Project Mediation is Uses Logical and Emotional Thinking
Project managers prioritize daily, using both logical evaluations and emotional feelings to make those choices, project management expert Antonio Nieto-Rodriguez explains. He shares the story of a postal company that encouraged employees to offer better customer care and operate more efficiency. These seem like two reasonable and objective tasks. But what happens when a customer invites an employee in to chat? Should that employee prioritize customer care or efficiency?
Balancing team workloads and resources is a delicate balance that can fall off the rails quickly, which is why PMs employ a variety of tactics to help the decision-making process.
Learn How to Adjust to Changes in Plans and Resources
Negotiating between multiple projects that are competing for resources isn’t a simple task, but rather a skill that PMs develop over time. Johann Strasser at The Project Group says that there’s no easy way to deal with teams competing for resources, and that human nature and conflict will always get in the way.
He also emphasizes that successful resource planning is impossible if project managers face new resource requirements on a daily basis and are expected to react to them quickly. Without time to research the impacts these changes will have, PMs won’t be able to allocate resources to maximum benefit. Like the peace negotiations mentioned earlier, resource allocation is based on planning and trust.
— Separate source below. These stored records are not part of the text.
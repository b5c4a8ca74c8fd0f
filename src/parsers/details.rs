use once_cell::sync::Lazy;
use regex::Regex;

use super::normalize_text;

static ASSORTMENT: Lazy<Regex> = Lazy::new(|| {
    Regex::new(r"(?i)assortment").expect("Invalid assortment regex")
});

static ABSOLUTE_URL: Lazy<Regex> = Lazy::new(|| {
    Regex::new(r"(?i)^https?://").expect("Invalid absolute url regex")
});

/// Image proxy URLs sometimes lose a slash after the scheme or gain one
/// after the proxy path segment.
static MALFORMED_IMAGE_PROXY: Lazy<Regex> = Lazy::new(|| {
    Regex::new(r"^https?:/+([^/]+)/image-proxy/+").expect("Invalid image proxy regex")
});

/// Available quantity text without the "assortment" marker.
pub fn strip_assortment(raw: &str) -> String {
    normalize_text(&ASSORTMENT.replace_all(raw, ""))
}

/// `"{unit} ({code}) {available}"` label shown next to the first tier.
pub fn pack_label(unit_name: &str, unit_code: &str, available: &str) -> String {
    format!(
        "{} ({}) {}",
        normalize_text(unit_name),
        normalize_text(unit_code),
        available
    )
}

/// Resolve a link against the site origin.
///
/// Absolute `http(s)://` links pass through; anything else is joined to the
/// base with exactly one slash between them.
pub fn resolve_url(base_url: &str, href: &str) -> String {
    let href = href.trim();
    if ABSOLUTE_URL.is_match(href) {
        return href.to_string();
    }
    format!(
        "{}/{}",
        base_url.trim_end_matches('/'),
        href.trim_start_matches('/')
    )
}

pub fn repair_image_url(src: &str) -> String {
    MALFORMED_IMAGE_PROXY
        .replace(src.trim(), "https://$1/image-proxy/")
        .into_owned()
}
That being said, responding to change is an essential part of a project manager’s job. Employees quit, budgets are cut and tools break. Team leaders need to be able to respond and adjust to these changes.
“Prioritizing tasks is an ongoing process, even on the best-run projects,” David Goulden at work management software company Clarizen writes. “However, if you have a structure in place for evaluating and ranking new tasks, and you’ve established a collaborative environment among your team members, you’ll be able to adapt to changes without throwing the entire project off track.”
Fortunately, this adjustment process can become part of your prioritization methodology. Sanjay Malhotra, cofounder of Clearbridge Mobile, says that project managers need to anticipate the costs of setbacks and quickly adjust projects based on those costs. Knowing how to get a project back on track can help PMs reallocate resources and change project priorities to meet the needs of the company.